Inne 16 Mar 2022 | Redaktor
Ewangelia na dziś (16.03)

fot. pixabay

Dzisiejsze czytanie, psalm i Ewangelia oraz komentarze Bractwa Słowa Bożego na 16 marca. (J 8, 12) Ja jestem światłością świata, kto idzie za Mną, będzie miał światło życia.

Pierwsze czytanie:

 (Jr 18, 18-20)
Niegodziwi rzekli: "Chodźcie, uknujemy zamach na Jeremiasza! Bo przecież nie zabraknie kapłanowi pouczenia ani mędrcowi rady, ani prorokowi słowa.
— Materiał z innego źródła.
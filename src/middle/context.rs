//! The context model (spec component C2): calling contexts used to qualify
//! live variable uses across call boundaries.
//!
//! Grounded in the reference implementation's `context.py`. `CtxRecord`'s
//! equality and hashing deliberately ignore the recorded stack/base
//! pointers — two records are the same calling context iff they denote the
//! same call site, regardless of what the frame pointers happened to be
//! when the engine passed through it. `CallString` orders primarily by
//! length (shorter first), with per-position call-site address as a
//! tiebreak, which the representative-contraction logic in
//! `middle::fixpoint` relies on to pick a canonical (shortest, lowest)
//! context among equivalent ones.

use crate::common::{Addr, Offset};
use crate::middle::supergraph::DummyKind;

/// The identity of a call site: the block that issued the call, and which
/// half of the call/return pair this record marks.
#[derive(Clone, Copy, Debug, PartialEq, Eq, Hash)]
pub struct CallSite {
    pub parent_block: Addr,
    pub call_addr: Addr,
    pub kind: DummyKind,
}

/// One entry in a `CallString`: a call site plus the stack/base pointer
/// values recorded at the time the call was taken.
#[derive(Clone, Copy, Debug)]
pub struct CtxRecord {
    call_site: CallSite,
    sp: Offset,
    bp: Option<Offset>,
}

impl CtxRecord {
    pub fn new(call_site: CallSite, sp: Offset, bp: Option<Offset>) -> CtxRecord {
        CtxRecord { call_site, sp, bp }
    }

    pub fn call_site(&self) -> CallSite {
        self.call_site
    }

    pub fn call_addr(&self) -> Addr {
        self.call_site.call_addr
    }

    pub fn stack_ptr(&self) -> Offset {
        self.sp
    }

    pub fn base_ptr(&self) -> Option<Offset> {
        self.bp
    }
}

impl PartialEq for CtxRecord {
    fn eq(&self, other: &CtxRecord) -> bool {
        self.call_site == other.call_site
    }
}

impl Eq for CtxRecord {}

impl std::hash::Hash for CtxRecord {
    fn hash<H: std::hash::Hasher>(&self, state: &mut H) {
        self.call_site.hash(state);
    }
}

/// A full calling context: a stack of `CtxRecord`s, bottom (outermost call)
/// first.
#[derive(Clone, Debug, Default, PartialEq, Eq, Hash)]
pub struct CallString {
    records: Vec<CtxRecord>,
}

impl CallString {
    pub fn new() -> CallString {
        CallString { records: Vec::new() }
    }

    pub fn from_records(records: Vec<CtxRecord>) -> CallString {
        CallString { records }
    }

    pub fn top(&self) -> Option<&CtxRecord> {
        self.records.last()
    }

    pub fn push(&mut self, record: CtxRecord) {
        self.records.push(record);
    }

    pub fn pop(&mut self) -> Option<CtxRecord> {
        self.records.pop()
    }

    pub fn stack(&self) -> &[CtxRecord] {
        &self.records
    }

    pub fn len(&self) -> usize {
        self.records.len()
    }

    pub fn is_empty(&self) -> bool {
        self.records.is_empty()
    }

    /// Can this call string represent `other` — i.e. is it a prefix of it?
    ///
    /// Used to contract unboundedly deep calling contexts (e.g. from
    /// recursion) down to a single representative, and conversely to expand
    /// a representative back out once the recursive call sequence unwinds
    /// (see `middle::liveset::LiveVars::representative`/`represented_by`).
    pub fn can_represent(&self, other: &CallString) -> bool {
        if other.records.len() < self.records.len() {
            return false;
        }
        self.records.iter().zip(other.records.iter()).all(|(a, b)| a == b)
    }
}

impl PartialOrd for CallString {
    fn partial_cmp(&self, other: &CallString) -> Option<std::cmp::Ordering> {
        Some(self.cmp(other))
    }
}

impl Ord for CallString {
    /// Primary key is length (shorter contexts sort first); ties are broken
    /// by each position's call-site address.
    fn cmp(&self, other: &CallString) -> std::cmp::Ordering {
        match self.records.len().cmp(&other.records.len()) {
            std::cmp::Ordering::Equal => {}
            ord => return ord,
        }
        for (a, b) in self.records.iter().zip(other.records.iter()) {
            match a.call_addr().cmp(&b.call_addr()) {
                std::cmp::Ordering::Equal => continue,
                ord => return ord,
            }
        }
        std::cmp::Ordering::Equal
    }
}

/// A point in the interprocedural analysis: the function currently
/// executing, the calling context that reached it, and the current
/// frame-space values of the stack/base pointers.
#[derive(Clone, Debug, PartialEq, Eq)]
pub struct ExecutionCtx {
    fn_addr: Addr,
    sp: Offset,
    bp: Option<Offset>,
    callstring: CallString,
}

impl ExecutionCtx {
    pub fn new(fn_addr: Addr, sp: Offset, bp: Option<Offset>, callstring: CallString) -> ExecutionCtx {
        ExecutionCtx { fn_addr, sp, bp, callstring }
    }

    pub fn fn_addr(&self) -> Addr {
        self.fn_addr
    }

    pub fn stack_ptr(&self) -> Offset {
        self.sp
    }

    pub fn base_ptr(&self) -> Option<Offset> {
        self.bp
    }

    pub fn callstring(&self) -> &CallString {
        &self.callstring
    }
}

#[cfg(test)]
mod tests {
    use super::*;

    fn site(parent_block: Addr, kind: DummyKind) -> CallSite {
        CallSite { parent_block, call_addr: parent_block, kind }
    }

    #[test]
    fn ctx_record_equality_ignores_stack_and_base_pointers() {
        let a = CtxRecord::new(site(0x10, DummyKind::Call), -8, Some(-16));
        let b = CtxRecord::new(site(0x10, DummyKind::Call), -24, Some(0));
        assert_eq!(a, b);
    }

    #[test]
    fn ctx_record_distinguishes_call_sites() {
        let a = CtxRecord::new(site(0x10, DummyKind::Call), -8, None);
        let b = CtxRecord::new(site(0x20, DummyKind::Call), -8, None);
        assert_ne!(a, b);
    }

    #[test]
    fn can_represent_is_prefix_relation() {
        let mut short = CallString::new();
        short.push(CtxRecord::new(site(0x10, DummyKind::Call), 0, None));

        let mut long = short.clone();
        long.push(CtxRecord::new(site(0x20, DummyKind::Call), 0, None));

        assert!(short.can_represent(&long));
        assert!(!long.can_represent(&short));
        assert!(short.can_represent(&short));
    }

    #[test]
    fn ordering_is_by_length_first_then_call_addr() {
        let mut a = CallString::new();
        a.push(CtxRecord::new(
            CallSite { parent_block: 0x10, call_addr: 0x11, kind: DummyKind::Call },
            0,
            None,
        ));

        let mut b = CallString::new();
        b.push(CtxRecord::new(
            CallSite { parent_block: 0x10, call_addr: 0x22, kind: DummyKind::Call },
            0,
            None,
        ));

        // Same length: tiebreak by call-site address.
        assert!(a < b);

        // A longer context with lower-addressed call sites still sorts
        // after a shorter one: length is the primary key.
        let mut c = CallString::new();
        c.push(CtxRecord::new(
            CallSite { parent_block: 0x01, call_addr: 0x01, kind: DummyKind::Call },
            0,
            None,
        ));
        c.push(CtxRecord::new(
            CallSite { parent_block: 0x02, call_addr: 0x02, kind: DummyKind::Call },
            0,
            None,
        ));
        assert!(b < c);
    }
}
Chodźcie, uderzmy go językiem, nie zważajmy wcale na jego słowa!" Usłysz mnie, Panie, i słuchaj głosu moich przeciwników! Czy złem za dobro się płaci? A oni wykopali dół dla mnie. Wspomnij, jak stawałem przed Tobą, aby się wstawiać za nimi, aby odwrócić od nich Twój gniew.

 

Psalm:

(Ps 31 (30), 5-6. 14. 15-16)
REFREN: Wybaw mnie, Panie, w swoim miłosierdziu.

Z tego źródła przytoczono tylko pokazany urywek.